It’s easy to imagine this only happens to the bad, bad children of bad, bad parents. I had such a notion, back when I thought I knew how to be a good father. But most days, these days, I struggle to be a decent father. I snap at one of my sons, and I see his heart close up. I get caught up in work or distraction and a precious day is gone, another day I didn’t knit up the ever-fraying bonds between father and sons. I want to believe a parent has to be utterly negligent to yield a boy gunning down people on street corners, but then I think of that woman weeping in her bed over her lost, monstrous son, and I don’t know. I simply don’t know.

- Tony Woodlief in a post called “The Loughner boy’s eyes.”

via Daily Dish

I don’t know the first thing about Tony Woodlief. That’s not quite true. I’ve done the laziest kind of vetting imaginable: 30 seconds with his Twitter feed.

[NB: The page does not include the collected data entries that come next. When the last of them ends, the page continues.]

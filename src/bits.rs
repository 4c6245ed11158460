//! Bit-field extraction.
//!
//! Bit indices are 0-based from the start of the slice and MSB first within
//! each octet, so index 0 is bit 8 of the first octet in ASTERIX numbering
//! and index `n - 1` is bit `n` of a Mode S MB field.

use crate::error::DecodeError;
use crate::error::Result;

use nom::bits::complete::take;
use nom::combinator::map;
use nom::error::Error;
use nom::IResult;
use nom::Parser;

type BitInput<'a> = (&'a [u8], usize);
type BitResult<'a, O> = IResult<BitInput<'a>, O>;

/// Reads `width` bits starting at bit `index`, most significant bit first.
///
/// `width` may be anywhere from 0 to 64 and the span may cross any number of
/// octet boundaries. Wider fields are `MalformedItem`.
pub fn read(input: &[u8], index: usize, width: usize) -> Result<u64> {
    if width > 64 {
        return Err(DecodeError::MalformedItem {
            item: "bit field",
            reason: "wider than 64 bits",
        });
    }

    let end = index + width;

    if end > input.len() * 8 {
        return Err(DecodeError::TruncatedBuffer {
            needed: (end + 7) / 8,
            available: input.len(),
        });
    }

    let start = (&input[index / 8..], index % 8);

    let (_, value): (_, u64) = take::<_, u64, _, Error<(&[u8], usize)>>(width)(start).map_err(
        |_| DecodeError::TruncatedBuffer {
            needed: (end + 7) / 8,
            available: input.len(),
        },
    )?;

    Ok(value)
}

/// Reads the single bit at `index`
pub fn flag(input: &[u8], index: usize) -> Result<bool> {
    Ok(read(input, index, 1)? == 1)
}

/// A field of `width` bits, at most 8
pub fn field<'a>(width: usize) -> impl Fn(BitInput<'a>) -> BitResult<'a, u8> {
    take(width)
}

/// A one bit flag
pub fn bit(input: BitInput<'_>) -> BitResult<'_, bool> {
    map(take(1usize), |bit: u8| bit == 1)(input)
}

/// Runs a bit-level `parser` from the first bit of `input`, usually a
/// `tuple` of `field` and `bit`. Trailing bits are ignored.
pub fn parse<'a, O, P>(input: &'a [u8], parser: P) -> Result<O>
where
    P: Parser<BitInput<'a>, O, Error<BitInput<'a>>>,
{
    nom::bits::bits::<_, _, Error<BitInput<'a>>, Error<&'a [u8]>, _>(parser)(input)
        .map(|(_, value)| value)
        .map_err(|_| DecodeError::MalformedItem {
            item: "bit field",
            reason: "runs past the end of the item",
        })
}

/// Returns the `length` octets starting at `offset`
pub fn octets(input: &[u8], offset: usize, length: usize) -> Result<&[u8]> {
    input
        .get(offset..offset + length)
        .ok_or(DecodeError::TruncatedBuffer {
            needed: offset + length,
            available: input.len(),
        })
}

/// Returns the octet at `offset`
pub fn octet(input: &[u8], offset: usize) -> Result<u8> {
    input
        .get(offset)
        .copied()
        .ok_or(DecodeError::TruncatedBuffer {
            needed: offset + 1,
            available: input.len(),
        })
}

/// Sign-extends the low `width` bits of `value` as two's complement
pub fn signed(value: u64, width: usize) -> i64 {
    let shift = 64 - width;

    ((value << shift) as i64) >> shift
}
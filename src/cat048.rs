//! Category 048, monoradar target reports.

mod acas;
mod items;

pub use acas::AcasResolutionAdvisory;
pub use acas::ThreatIdentity;
pub use items::*;

use crate::error::DecodeError;
use crate::error::Result;
use crate::item::Context;
use crate::record::decode_as;
use crate::record::Category;
use crate::record::Record;

use serde::Serialize;

#[derive(Debug, Clone, Copy, PartialEq, Eq)]
pub struct Cat048;

/// A decoded Category 048 item, one variant per UAP entry
#[derive(Debug, Clone, PartialEq, Serialize)]
pub enum Cat048Item {
    DataSourceIdentifier(DataSourceIdentifier),
    TimeOfDay(TimeOfDay),
    TargetReportDescriptor(TargetReportDescriptor),
    MeasuredPositionPolar(MeasuredPositionPolar),
    Mode3ACode(Mode3ACode),
    FlightLevel(FlightLevel),
    RadarPlotCharacteristics(RadarPlotCharacteristics),
    AircraftAddress(AircraftAddress),
    AircraftIdentification(AircraftIdentification),
    BdsRegisterData(BdsRegisterData),
    TrackNumber(TrackNumber),
    CalculatedPositionCartesian(CalculatedPositionCartesian),
    CalculatedVelocityPolar(CalculatedVelocityPolar),
    TrackStatus(TrackStatus),
    TrackQuality(TrackQuality),
    WarningErrorConditions(WarningErrorConditions),
    Mode3ACodeConfidence(Mode3ACodeConfidence),
    ModeCCodeConfidence(ModeCCodeConfidence),
    Height3D(Height3D),
    RadialDopplerSpeed(RadialDopplerSpeed),
    CommsAcasCapability(CommsAcasCapability),
    AcasResolutionAdvisory(AcasResolutionAdvisory),
    Mode1Code(Mode1Code),
    Mode2Code(Mode2Code),
    Mode1CodeConfidence(Mode1CodeConfidence),
    Mode2CodeConfidence(Mode2CodeConfidence),
    SpecialPurpose(SpecialPurpose),
    ReservedExpansion(ReservedExpansion),
}

pub const FRN_BDS_REGISTER_DATA: usize = 10;
pub const FRN_ACAS_RESOLUTION_ADVISORY: usize = 22;

impl Category for Cat048 {
    const CATEGORY: u8 = 48;
    const FRNS: usize = 28;

    type Item = Cat048Item;

    fn decode_item(
        frn: usize,
        input: &[u8],
        offset: usize,
        ctx: &mut Context<'_>,
    ) -> Result<(Cat048Item, usize)> {
        match frn {
            1 => decode_as(input, offset, ctx, Cat048Item::DataSourceIdentifier),
            2 => decode_as(input, offset, ctx, Cat048Item::TimeOfDay),
            3 => decode_as(input, offset, ctx, Cat048Item::TargetReportDescriptor),
            4 => decode_as(input, offset, ctx, Cat048Item::MeasuredPositionPolar),
            5 => decode_as(input, offset, ctx, Cat048Item::Mode3ACode),
            6 => decode_as(input, offset, ctx, Cat048Item::FlightLevel),
            7 => decode_as(input, offset, ctx, Cat048Item::RadarPlotCharacteristics),
            8 => decode_as(input, offset, ctx, Cat048Item::AircraftAddress),
            9 => decode_as(input, offset, ctx, Cat048Item::AircraftIdentification),
            10 => decode_as(input, offset, ctx, Cat048Item::BdsRegisterData),
            11 => decode_as(input, offset, ctx, Cat048Item::TrackNumber),
            12 => decode_as(input, offset, ctx, Cat048Item::CalculatedPositionCartesian),
            13 => decode_as(input, offset, ctx, Cat048Item::CalculatedVelocityPolar),
            14 => decode_as(input, offset, ctx, Cat048Item::TrackStatus),
            15 => decode_as(input, offset, ctx, Cat048Item::TrackQuality),
            16 => decode_as(input, offset, ctx, Cat048Item::WarningErrorConditions),
            17 => decode_as(input, offset, ctx, Cat048Item::Mode3ACodeConfidence),
            18 => decode_as(input, offset, ctx, Cat048Item::ModeCCodeConfidence),
            19 => decode_as(input, offset, ctx, Cat048Item::Height3D),
            20 => decode_as(input, offset, ctx, Cat048Item::RadialDopplerSpeed),
            21 => decode_as(input, offset, ctx, Cat048Item::CommsAcasCapability),
            22 => decode_as(input, offset, ctx, Cat048Item::AcasResolutionAdvisory),
            23 => decode_as(input, offset, ctx, Cat048Item::Mode1Code),
            24 => decode_as(input, offset, ctx, Cat048Item::Mode2Code),
            25 => decode_as(input, offset, ctx, Cat048Item::Mode1CodeConfidence),
            26 => decode_as(input, offset, ctx, Cat048Item::Mode2CodeConfidence),
            27 => decode_as(input, offset, ctx, Cat048Item::SpecialPurpose),
            28 => decode_as(input, offset, ctx, Cat048Item::ReservedExpansion),
            _ => Err(DecodeError::UndefinedItem {
                category: Cat048::CATEGORY,
                frn,
            }),
        }
    }
}

impl Record<Cat048> {
    pub fn acas_resolution_advisory(&self) -> Option<&AcasResolutionAdvisory> {
        match self.item(FRN_ACAS_RESOLUTION_ADVISORY) {
            Some(Cat048Item::AcasResolutionAdvisory(advisory)) => Some(advisory),
            _ => None,
        }
    }

    pub fn bds_register_data(&self) -> Option<&BdsRegisterData> {
        match self.item(FRN_BDS_REGISTER_DATA) {
            Some(Cat048Item::BdsRegisterData(data)) => Some(data),
            _ => None,
        }
    }

    pub fn data_source(&self) -> Option<&DataSourceIdentifier> {
        match self.item(1) {
            Some(Cat048Item::DataSourceIdentifier(source)) => Some(source),
            _ => None,
        }
    }

    pub fn aircraft_address(&self) -> Option<u32> {
        match self.item(8) {
            Some(Cat048Item::AircraftAddress(address)) => Some(address.address),
            _ => None,
        }
    }
}

#[cfg(test)]
mod test_acas;
#[cfg(test)]
mod test_record;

Do I know what kind of chummy joshing or bigoted scorn was in Woodlief’s heart when he tweeted that “George Michael’s sissy-boy rendition of ‘Last Christmas’ probably set the gay rights movement back at least 20 years”? No, I don’t. But I’m trying to struggle against one of my more pointless, time-wasting instincts: the urge, when I taste wisdom, to postpone dishing it up for others until I’ve inspected the kitchen of origin for health-code violations.

There’s wisdom and humility and humanity and empathy in the quote at the top of this post. Let’s just leave it at that.